At the start of the pandemic, Shade Tree had to cut back its services. The health needs and worries created by COVID have transformed the goals of Shade Tree Clinic into a bunch of moving targets that they’re trying to hit. The expansion of the food delivery service, public swimming lessons, and the Narcan Education Training—started last year and made from a partnership with the Tennessee Department of Health—are now on hold.

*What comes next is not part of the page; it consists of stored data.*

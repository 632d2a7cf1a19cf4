//! Static Chart Renderer
//! Renders the dashboard's charts into a single SVG report with plotters.
//!
//! Layout (top to bottom):
//! 1. Daily walk-ins and test drives
//! 2. Walk-ins vs test drives by weekday
//! 3. Cumulative walk-ins vs test drives
//! 4. Distribution of daily conversion rate

use crate::stats::{BandCount, CumulativePoint, DailyPoint, DashboardSummary, WeekdayStats};
use chrono::{Duration, NaiveDate};
use plotters::coord::Shift;
use plotters::prelude::*;
use thiserror::Error;

const WALK_IN: RGBColor = RGBColor(52, 152, 219);
const TEST_DRIVE: RGBColor = RGBColor(231, 76, 60);
const BAND: RGBColor = RGBColor(155, 89, 182);
const MUTED: RGBColor = RGBColor(120, 120, 120);

const PANEL_HEIGHT: u32 = 320;
const PANEL_COUNT: u32 = 4;
const CAPTION_FONT: (&str, u32) = ("sans-serif", 20);

#[derive(Error, Debug)]
pub enum RenderError {
    #[error("Chart rendering failed: {0}")]
    Draw(String),
}

fn draw_err<E: std::fmt::Display>(e: E) -> RenderError {
    RenderError::Draw(e.to_string())
}

type Panel<'a> = DrawingArea<SVGBackend<'a>, Shift>;

/// Renders a [`DashboardSummary`] as a static SVG document.
pub struct StaticChartRenderer;

impl StaticChartRenderer {
    /// Render all report panels. Views missing from the summary are drawn as
    /// a "not available" note.
    pub fn render_report_svg(summary: &DashboardSummary, width: u32) -> Result<String, RenderError> {
        let mut svg = String::new();
        {
            let root = SVGBackend::with_string(&mut svg, (width, PANEL_HEIGHT * PANEL_COUNT))
                .into_drawing_area();
            root.fill(&WHITE).map_err(draw_err)?;

            let panels = root.split_evenly((PANEL_COUNT as usize, 1));

            match summary.daily.as_deref() {
                Some(daily) if !daily.is_empty() => Self::draw_daily(&panels[0], daily)?,
                _ => Self::draw_unavailable(&panels[0], "Daily Walk-ins and Test Drives")?,
            }
            match summary.weekdays.as_deref() {
                Some(weekdays) if !weekdays.is_empty() => {
                    Self::draw_weekdays(&panels[1], weekdays)?
                }
                _ => Self::draw_unavailable(&panels[1], "Performance by Day of Week")?,
            }
            match summary.cumulative.as_deref() {
                Some(cumulative) if !cumulative.is_empty() => Self::draw_cumulative(
                    &panels[2],
                    cumulative,
                    summary.columns.walk_ins,
                    summary.columns.test_drives,
                )?,
                _ => Self::draw_unavailable(&panels[2], "Cumulative Walk-ins vs Test Drives")?,
            }
            match summary.bands.as_deref() {
                Some(bands) => Self::draw_bands(&panels[3], bands)?,
                None => Self::draw_unavailable(&panels[3], "Distribution of Conversion Rate")?,
            }

            root.present().map_err(draw_err)?;
        }
        Ok(svg)
    }

    fn draw_unavailable(area: &Panel<'_>, title: &str) -> Result<(), RenderError> {
        let (w, h) = area.dim_in_pixel();
        area.draw(&Text::new(
            format!("{}: not available for this data", title),
            (20, (h / 2) as i32),
            ("sans-serif", 18.0).into_font().color(&MUTED),
        ))
        .map_err(draw_err)?;
        area.draw(&PathElement::new(
            vec![(0, h as i32 - 1), (w as i32, h as i32 - 1)],
            MUTED.mix(0.3),
        ))
        .map_err(draw_err)?;
        Ok(())
    }

    /// X axis runs over day offsets from the first date.
    fn day_offset(first: NaiveDate, date: NaiveDate) -> i64 {
        (date - first).num_days()
    }

    fn draw_daily(area: &Panel<'_>, daily: &[DailyPoint]) -> Result<(), RenderError> {
        let first = daily[0].date;
        let span = Self::day_offset(first, daily[daily.len() - 1].date).max(1);
        let y_max = daily
            .iter()
            .flat_map(|p| [p.walk_ins.unwrap_or(0), p.test_drives.unwrap_or(0)])
            .max()
            .unwrap_or(0)
            .max(1);

        let mut chart = ChartBuilder::on(area)
            .caption("Daily Walk-ins and Test Drives", CAPTION_FONT)
            .margin(12)
            .x_label_area_size(30)
            .y_label_area_size(50)
            .build_cartesian_2d(0i64..span, 0f64..Self::headroom(y_max))
            .map_err(draw_err)?;

        chart
            .configure_mesh()
            .x_labels(8)
            .x_label_formatter(&|offset: &i64| (first + Duration::days(*offset)).format("%b %d").to_string())
            .y_desc("Count")
            .draw()
            .map_err(draw_err)?;

        let walk_ins: Vec<(i64, f64)> = daily
            .iter()
            .filter_map(|p| Some((Self::day_offset(first, p.date), p.walk_ins? as f64)))
            .collect();
        let test_drives: Vec<(i64, f64)> = daily
            .iter()
            .filter_map(|p| Some((Self::day_offset(first, p.date), p.test_drives? as f64)))
            .collect();

        if !walk_ins.is_empty() {
            chart
                .draw_series(LineSeries::new(walk_ins, WALK_IN.stroke_width(2)))
                .map_err(draw_err)?
                .label("Walk-in Customer")
                .legend(|(x, y)| PathElement::new(vec![(x, y), (x + 20, y)], WALK_IN.stroke_width(2)));
        }
        if !test_drives.is_empty() {
            chart
                .draw_series(LineSeries::new(test_drives, TEST_DRIVE.stroke_width(2)))
                .map_err(draw_err)?
                .label("Test Drive")
                .legend(|(x, y)| {
                    PathElement::new(vec![(x, y), (x + 20, y)], TEST_DRIVE.stroke_width(2))
                });
        }

        chart
            .configure_series_labels()
            .background_style(WHITE.mix(0.8))
            .border_style(BLACK)
            .draw()
            .map_err(draw_err)?;
        Ok(())
    }

    fn draw_cumulative(
        area: &Panel<'_>,
        cumulative: &[CumulativePoint],
        show_walk_ins: bool,
        show_test_drives: bool,
    ) -> Result<(), RenderError> {
        let first = cumulative[0].date;
        let last = cumulative[cumulative.len() - 1];
        let span = Self::day_offset(first, last.date).max(1);
        let y_max = last.walk_ins.max(last.test_drives).max(1);

        let mut chart = ChartBuilder::on(area)
            .caption("Cumulative Walk-ins vs Test Drives", CAPTION_FONT)
            .margin(12)
            .x_label_area_size(30)
            .y_label_area_size(50)
            .build_cartesian_2d(0i64..span, 0f64..Self::headroom(y_max))
            .map_err(draw_err)?;

        chart
            .configure_mesh()
            .x_labels(8)
            .x_label_formatter(&|offset: &i64| (first + Duration::days(*offset)).format("%b %d").to_string())
            .y_desc("Cumulative Count")
            .draw()
            .map_err(draw_err)?;

        if show_walk_ins {
            chart
                .draw_series(LineSeries::new(
                    cumulative
                        .iter()
                        .map(|p| (Self::day_offset(first, p.date), p.walk_ins as f64)),
                    WALK_IN.stroke_width(2),
                ))
                .map_err(draw_err)?
                .label("Cumulative Walk-ins")
                .legend(|(x, y)| PathElement::new(vec![(x, y), (x + 20, y)], WALK_IN.stroke_width(2)));
        }
        if show_test_drives {
            chart
                .draw_series(LineSeries::new(
                    cumulative
                        .iter()
                        .map(|p| (Self::day_offset(first, p.date), p.test_drives as f64)),
                    TEST_DRIVE.stroke_width(2),
                ))
                .map_err(draw_err)?
                .label("Cumulative Test Drives")
                .legend(|(x, y)| {
                    PathElement::new(vec![(x, y), (x + 20, y)], TEST_DRIVE.stroke_width(2))
                });
        }

        chart
            .configure_series_labels()
            .position(SeriesLabelPosition::UpperLeft)
            .background_style(WHITE.mix(0.8))
            .border_style(BLACK)
            .draw()
            .map_err(draw_err)?;
        Ok(())
    }

    fn draw_weekdays(area: &Panel<'_>, weekdays: &[WeekdayStats]) -> Result<(), RenderError> {
        let labels: Vec<&str> = weekdays.iter().map(|w| w.name()).collect();
        let y_max = weekdays
            .iter()
            .map(|w| w.walk_ins.max(w.test_drives))
            .max()
            .unwrap_or(0)
            .max(1) as f64;

        let mut chart = ChartBuilder::on(area)
            .caption("Total Walk-ins vs Test Drives by Weekday", CAPTION_FONT)
            .margin(12)
            .x_label_area_size(30)
            .y_label_area_size(50)
            .build_cartesian_2d(-0.5f64..(weekdays.len() as f64 - 0.5), 0f64..y_max * 1.1)
            .map_err(draw_err)?;

        chart
            .configure_mesh()
            .disable_x_mesh()
            .x_labels(weekdays.len())
            .x_label_formatter(&|x: &f64| Self::category_label(*x, &labels))
            .y_desc("Count")
            .draw()
            .map_err(draw_err)?;

        chart
            .draw_series(weekdays.iter().enumerate().map(|(i, w)| {
                let x = i as f64;
                Rectangle::new([(x - 0.38, 0.0), (x - 0.02, w.walk_ins as f64)], WALK_IN.filled())
            }))
            .map_err(draw_err)?
            .label("Walk-ins")
            .legend(|(x, y)| Rectangle::new([(x, y - 5), (x + 12, y + 5)], WALK_IN.filled()));
        chart
            .draw_series(weekdays.iter().enumerate().map(|(i, w)| {
                let x = i as f64;
                Rectangle::new(
                    [(x + 0.02, 0.0), (x + 0.38, w.test_drives as f64)],
                    TEST_DRIVE.filled(),
                )
            }))
            .map_err(draw_err)?
            .label("Test Drives")
            .legend(|(x, y)| Rectangle::new([(x, y - 5), (x + 12, y + 5)], TEST_DRIVE.filled()));

        chart
            .configure_series_labels()
            .background_style(WHITE.mix(0.8))
            .border_style(BLACK)
            .draw()
            .map_err(draw_err)?;
        Ok(())
    }

    fn draw_bands(area: &Panel<'_>, bands: &[BandCount]) -> Result<(), RenderError> {
        let labels: Vec<&str> = bands.iter().map(|b| b.band.label()).collect();
        let y_max = bands.iter().map(|b| b.days).max().unwrap_or(0).max(1) as f64;

        let mut chart = ChartBuilder::on(area)
            .caption("Distribution of Conversion Rate (Daily)", CAPTION_FONT)
            .margin(12)
            .x_label_area_size(30)
            .y_label_area_size(50)
            .build_cartesian_2d(-0.5f64..(bands.len() as f64 - 0.5), 0f64..y_max * 1.1)
            .map_err(draw_err)?;

        chart
            .configure_mesh()
            .disable_x_mesh()
            .x_labels(bands.len())
            .x_label_formatter(&|x: &f64| Self::category_label(*x, &labels))
            .y_desc("Days")
            .draw()
            .map_err(draw_err)?;

        chart
            .draw_series(bands.iter().enumerate().map(|(i, b)| {
                let x = i as f64;
                Rectangle::new([(x - 0.3, 0.0), (x + 0.3, b.days as f64)], BAND.filled())
            }))
            .map_err(draw_err)?;
        Ok(())
    }

    /// Upper bound of a count axis with ~10% room above the largest value.
    fn headroom(y_max: i64) -> f64 {
        y_max as f64 * 1.1 + 1.0
    }

    /// Label for an integer category position, blank elsewhere.
    fn category_label(x: f64, labels: &[&str]) -> String {
        let idx = x.round();
        if (x - idx).abs() > 1e-6 || idx < 0.0 {
            return String::new();
        }
        labels
            .get(idx as usize)
            .map(|s| s.to_string())
            .unwrap_or_default()
    }
}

Fortune willing, Shade Tree clinic’s moving targets may be starting to slow their velocity. Sarah addresses the clinic’s long-term objectives over the next two years, saying, “Our goals are to continue expanding back in-person services. We recently were able to transition our specialty clinics from telehealth, alternating with in-person clinics every other month to in-person monthly clinics. And that really occurred when we realized how valuable and in high-demand our specialty services were.”
Sarah points out two unique features of Shade Tree. First, Nashville has a primary care safety net—Shade Tree Clinic stands out in its provision for a specialty care net. Second, all patients of Shade Tree have access to the VUMC network of resources. Shade Tree can absorb the cost of specialty healthcare for patients using such resources.
The hope provided by Shade Tree Clinic isn’t limited to the patients. Simone says that one of the things Shade Tree Clinic is doing is inspiring younger generations to get involved with community care. She tells Launch Engine that Shade Tree is working on a future tutoring program to expose younger generations to the possibility of a career in medicine. This means that those students who might come from the communities served by Shade Tree may well be given the spark needed to work on the other side of the counter for such a clinic.
“That’s the goal. The hope is to be able to make the world a better place,” Simone says of the future workforce of medicine. “We won’t be able to do that in one generation. That means inspiring those below us to do better than we are right now.”